───── Data to process

use crate::error::EngineError;
use crate::grids::{load_grid, load_grid_store};
use analytics::{AnalyticsEngine, CoefficientCalculator, TimeBandTracker};
use api_client::PriceSource;
use chrono::{NaiveDate, Utc};
use configuration::{Config, Tracking};
use core_types::{BAND_COUNT, SignalReport, TickOutcome, TimeBandRecord};
use database::RiskRepository;
use futures_util::future::join_all;
use risk::{RiskGrid, RiskGridStore};
use rust_decimal::Decimal;
use std::sync::Arc;
use std::time::Duration;
use tracing::Instrument;
use uuid::Uuid;

/// A symbol the run could not tick, and why.
#[derive(Debug, Clone, PartialEq)]
pub struct SkippedSymbol {
    pub symbol: String,
    pub reason: String,
}

/// What a daily run did, per symbol.
#[derive(Debug, Clone)]
pub struct RunSummary {
    pub run_id: Uuid,
    pub date: NaiveDate,
    /// Symbols whose day was counted for the first time.
    pub counted: Vec<String>,
    /// Symbols whose day was already recorded; only current state changed.
    pub refreshed: Vec<String>,
    pub skipped: Vec<SkippedSymbol>,
    pub scored: Vec<String>,
}

/// The once-per-day batch: tick every tracked symbol, then recompute all
/// coefficients, then rescore every symbol.
///
/// The phases run strictly in that order. Ticks run concurrently across
/// symbols; a symbol that fails any phase is logged and skipped, and the
/// batch carries on.
pub struct DailyUpdater {
    repo: Arc<dyn RiskRepository>,
    prices: Arc<dyn PriceSource>,
    pub(crate) tracking: Tracking,
    price_timeout: Duration,
    tracker: TimeBandTracker,
    coefficients: CoefficientCalculator,
    analytics: AnalyticsEngine,
}

impl DailyUpdater {
    pub fn new(
        repo: Arc<dyn RiskRepository>,
        prices: Arc<dyn PriceSource>,
        config: &Config,
    ) -> Self {
        Self {
            repo,
            prices,
            tracking: config.tracking.clone(),
            price_timeout: Duration::from_secs(config.price_source.timeout_secs),
            tracker: TimeBandTracker::new(),
            coefficients: CoefficientCalculator::new(),
            analytics: AnalyticsEngine::new(),
        }
    }

    pub(crate) fn repo(&self) -> &dyn RiskRepository {
        self.repo.as_ref()
    }

    pub(crate) fn prices(&self) -> &Arc<dyn PriceSource> {
        &self.prices
    }

    /// Registers every configured asset that has no band record yet.
    /// Returns how many were created.
    pub async fn register_assets(&self, today: NaiveDate) -> Result<usize, EngineError> {
        let mut created = 0;
        for asset in &self.tracking.assets {
            if self.repo.ensure_tracked(&asset.symbol, today).await? {
                tracing::info!(symbol = %asset.symbol, "Started tracking");
                created += 1;
            }
        }
        Ok(created)
    }

    /// Runs the full daily update for `date`. Safe to re-run for the same date.
    pub async fn run(&self, date: NaiveDate) -> Result<RunSummary, EngineError> {
        let run_id = Uuid::new_v4();
        let span = tracing::info_span!("daily_update", %run_id, %date);
        self.run_inner(run_id, date).instrument(span).await
    }

    async fn run_inner(&self, run_id: Uuid, date: NaiveDate) -> Result<RunSummary, EngineError> {
        tracing::info!("Starting daily update");
        self.register_assets(date).await?;

        let grids = load_grid_store(self.repo.as_ref()).await?;
        let symbols = self.repo.tracked_symbols().await?;

        let mut summary = RunSummary {
            run_id,
            date,
            counted: Vec::new(),
            refreshed: Vec::new(),
            skipped: Vec::new(),
            scored: Vec::new(),
        };

        // --- Phase 1: ticks ---
        let ticks = join_all(
            symbols
                .iter()
                .map(|symbol| self.tick_symbol(&grids, symbol, date, run_id)),
        )
        .await;

        for (symbol, result) in symbols.iter().zip(ticks) {
            match result {
                Ok(TickOutcome::Counted) => summary.counted.push(symbol.clone()),
                Ok(TickOutcome::Refreshed) => summary.refreshed.push(symbol.clone()),
                Err(e) => {
                    tracing::warn!(symbol = %symbol, error = %e, "Skipping symbol for this run");
                    summary.skipped.push(SkippedSymbol {
                        symbol: symbol.clone(),
                        reason: e.to_string(),
                    });
                }
            }
        }

        // Skipped symbols keep their previous coefficients and score untouched.
        let ticked: Vec<&String> = symbols
            .iter()
            .filter(|symbol| !summary.skipped.iter().any(|s| &s.symbol == *symbol))
            .collect();

        // --- Phase 2: coefficients, only after every tick has landed ---
        for symbol in &ticked {
            if let Err(e) = self.recompute_coefficients(symbol).await {
                tracing::error!(symbol = %symbol, error = %e, "Coefficient recompute failed");
            }
        }

        // --- Phase 3: scores ---
        for symbol in &ticked {
            let Ok(grid) = grids.grid(symbol) else {
                continue;
            };
            match self.rescore(symbol, grid).await {
                Ok(Some(_)) => summary.scored.push((*symbol).clone()),
                Ok(None) => tracing::debug!(symbol = %symbol, "No observation yet, not scored"),
                Err(e) => tracing::error!(symbol = %symbol, error = %e, "Scoring failed"),
            }
        }

        tracing::info!(
            counted = summary.counted.len(),
            refreshed = summary.refreshed.len(),
            skipped = summary.skipped.len(),
            scored = summary.scored.len(),
            "Daily update finished"
        );
        Ok(summary)
    }

    async fn tick_symbol(
        &self,
        grids: &RiskGridStore,
        symbol: &str,
        date: NaiveDate,
        run_id: Uuid,
    ) -> Result<TickOutcome, EngineError> {
        // No grid means no risk: fail before spending a price request.
        let grid = grids.grid(symbol)?;
        let price = self.fetch_price(symbol).await?;
        self.apply_tick(grid, symbol, price, date, run_id).await
    }

    async fn fetch_price(&self, symbol: &str) -> Result<Decimal, EngineError> {
        let unavailable = |reason: String| EngineError::PriceUnavailable {
            symbol: symbol.to_string(),
            reason,
        };

        let snapshot = tokio::time::timeout(self.price_timeout, self.prices.current_price(symbol))
            .await
            .map_err(|_| unavailable(format!("timed out after {:?}", self.price_timeout)))?
            .map_err(|e| unavailable(e.to_string()))?;

        if snapshot.price <= Decimal::ZERO {
            return Err(unavailable(format!("non-positive price {}", snapshot.price)));
        }
        Ok(snapshot.price)
    }

    /// Converts a price to risk on `grid` and records it as the observation
    /// for `date`. Counting is idempotent on `(symbol, date)`.
    pub async fn apply_tick(
        &self,
        grid: &RiskGrid,
        symbol: &str,
        price: Decimal,
        date: NaiveDate,
        run_id: Uuid,
    ) -> Result<TickOutcome, EngineError> {
        let risk = grid.risk_at(price);
        let tick = self
            .tracker
            .observe(symbol, risk, price, date, run_id, Utc::now());
        let outcome = self.repo.record_daily_tick(&tick).await?;

        tracing::debug!(symbol, %risk, band = tick.band, ?outcome, "Applied tick");
        Ok(outcome)
    }

    /// Full coefficient recompute for one symbol. Returns true if anything changed.
    pub async fn recompute_coefficients(&self, symbol: &str) -> Result<bool, EngineError> {
        let mut record = self.band_record(symbol).await?;
        let changed = self.coefficients.apply(&mut record);
        if changed {
            self.repo
                .save_coefficients(symbol, &record.band_coefficients)
                .await?;
        }
        Ok(changed)
    }

    /// Scores the symbol at its last observed risk and stores the result.
    /// Returns `None` if the symbol has never been ticked.
    pub async fn rescore(
        &self,
        symbol: &str,
        grid: &RiskGrid,
    ) -> Result<Option<SignalReport>, EngineError> {
        let record = self.band_record(symbol).await?;
        if record.current_risk.is_none() {
            return Ok(None);
        }

        let report = self.analytics.evaluate(&record, grid, Utc::now())?;
        self.repo.save_score(&report).await?;
        Ok(Some(report))
    }

    /// Replaces a symbol's band counts with externally supplied ones and
    /// recomputes its coefficients. Creates the record if needed.
    pub async fn seed(
        &self,
        symbol: &str,
        counts: [u32; BAND_COUNT],
        today: NaiveDate,
    ) -> Result<TimeBandRecord, EngineError> {
        self.repo.ensure_tracked(symbol, today).await?;
        let mut record = self.band_record(symbol).await?;

        self.tracker.seed(&mut record, counts);
        self.coefficients.apply(&mut record);
        self.repo.save_band_counts(&record).await?;

        tracing::info!(symbol, total_days = record.total_days, "Seeded band counts");

        match load_grid(self.repo.as_ref(), symbol).await {
            Ok(grid) => {
                self.rescore(symbol, &grid).await?;
            }
            Err(e) => tracing::warn!(symbol, error = %e, "Seeded without rescoring"),
        }
        Ok(record)
    }

    async fn band_record(&self, symbol: &str) -> Result<TimeBandRecord, EngineError> {
        self.repo
            .get_band_record(symbol)
            .await?
            .ok_or_else(|| EngineError::NotTracked(symbol.to_string()))
    }
}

──────────

• [Work order]
Wherever the word "created" turns up in a line of the entries above, copy that line.

• [Response to the task]
    /// Returns how many were created.
        let mut created = 0;
                created += 1;
        Ok(created)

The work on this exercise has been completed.